Nothing outside the stretch is wanted. Repeat exactly the lines of the listing below from the one that contains "let round = state" through the one that contains "Some(PrizeType::Airpods) | Some(PrizeType::Money)", both ends included.

-- Opening Marker --

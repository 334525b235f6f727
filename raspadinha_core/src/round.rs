use crate::{
    card::{generate_losing_card, generate_winning_card, ScratchCard},
    error::{GameError, GameResult},
    money::Money,
    outcome::{decide_outcome, PrizeType, CARD_COST},
    rng::RandomSource,
    state::{GameState, KycData},
};
use tracing::debug;

/// Debits one card and deals it. The debit happens regardless of the outcome.
pub fn start_round<R: RandomSource + ?Sized>(
    state: &GameState,
    rng: &mut R,
) -> GameResult<(ScratchCard, GameState)> {
    let balance = state
        .balance
        .checked_sub(CARD_COST)
        .ok_or(GameError::InsufficientBalance {
            balance: state.balance,
            cost: CARD_COST,
        })?;
    let round = state
        .scratch_cards_used
        .checked_add(1)
        .ok_or(GameError::RoundLimit(state.scratch_cards_used))?;
    let outcome = decide_outcome(round, rng);
    let card = if outcome.should_win {
        generate_winning_card(outcome.prize_amount, outcome.prize_type, rng)
    } else {
        generate_losing_card(rng)
    };
    debug!(round, won = card.has_won, card = %card.id, "round started");
    let next = GameState {
        balance,
        scratch_cards_used: round,
        ..state.clone()
    };
    Ok((card, next))
}

/// Applies a finished card. iPhone wins only set the flag; the credit comes on acknowledgement.
pub fn complete_round(card: &ScratchCard, state: &GameState) -> GameState {
    let mut next = state.clone();
    if !card.has_won {
        return next;
    }
    match card.prize_type {
        Some(PrizeType::Iphone) => {
            next.has_won_iphone = true;
            next.iphone_credit_pending = true;
        }
        Some(PrizeType::Airpods) | Some(PrizeType::Money) | None => {
            if let Some(amount) = card.prize_amount {
                next.balance += amount;
            }
        }
    }
    next
}

pub fn add_balance(state: &GameState, amount: Money) -> GameState {
    GameState {
        balance: state.balance + amount,
        ..state.clone()
    }
}

pub fn complete_kyc_step1(state: &GameState, data: KycData) -> GameState {
    GameState {
        kyc_step1_complete: true,
        kyc_data: Some(data),
        ..state.clone()
    }
}

pub fn complete_kyc_step2(state: &GameState) -> GameState {
    GameState {
        kyc_step2_complete: true,
        kyc_verified: true,
        ..state.clone()
    }
}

-- Closing Marker --

**TASK RESULT**
    let round = state
        .scratch_cards_used
        .checked_add(1)
        .ok_or(GameError::RoundLimit(state.scratch_cards_used))?;
    let outcome = decide_outcome(round, rng);
    let card = if outcome.should_win {
        generate_winning_card(outcome.prize_amount, outcome.prize_type, rng)
    } else {
        generate_losing_card(rng)
    };
    debug!(round, won = card.has_won, card = %card.id, "round started");
    let next = GameState {
        balance,
        scratch_cards_used: round,
        ..state.clone()
    };
    Ok((card, next))
}

/// Applies a finished card. iPhone wins only set the flag; the credit comes on acknowledgement.
pub fn complete_round(card: &ScratchCard, state: &GameState) -> GameState {
    let mut next = state.clone();
    if !card.has_won {
        return next;
    }
    match card.prize_type {
        Some(PrizeType::Iphone) => {
            next.has_won_iphone = true;
            next.iphone_credit_pending = true;
        }
        Some(PrizeType::Airpods) | Some(PrizeType::Money) | None => {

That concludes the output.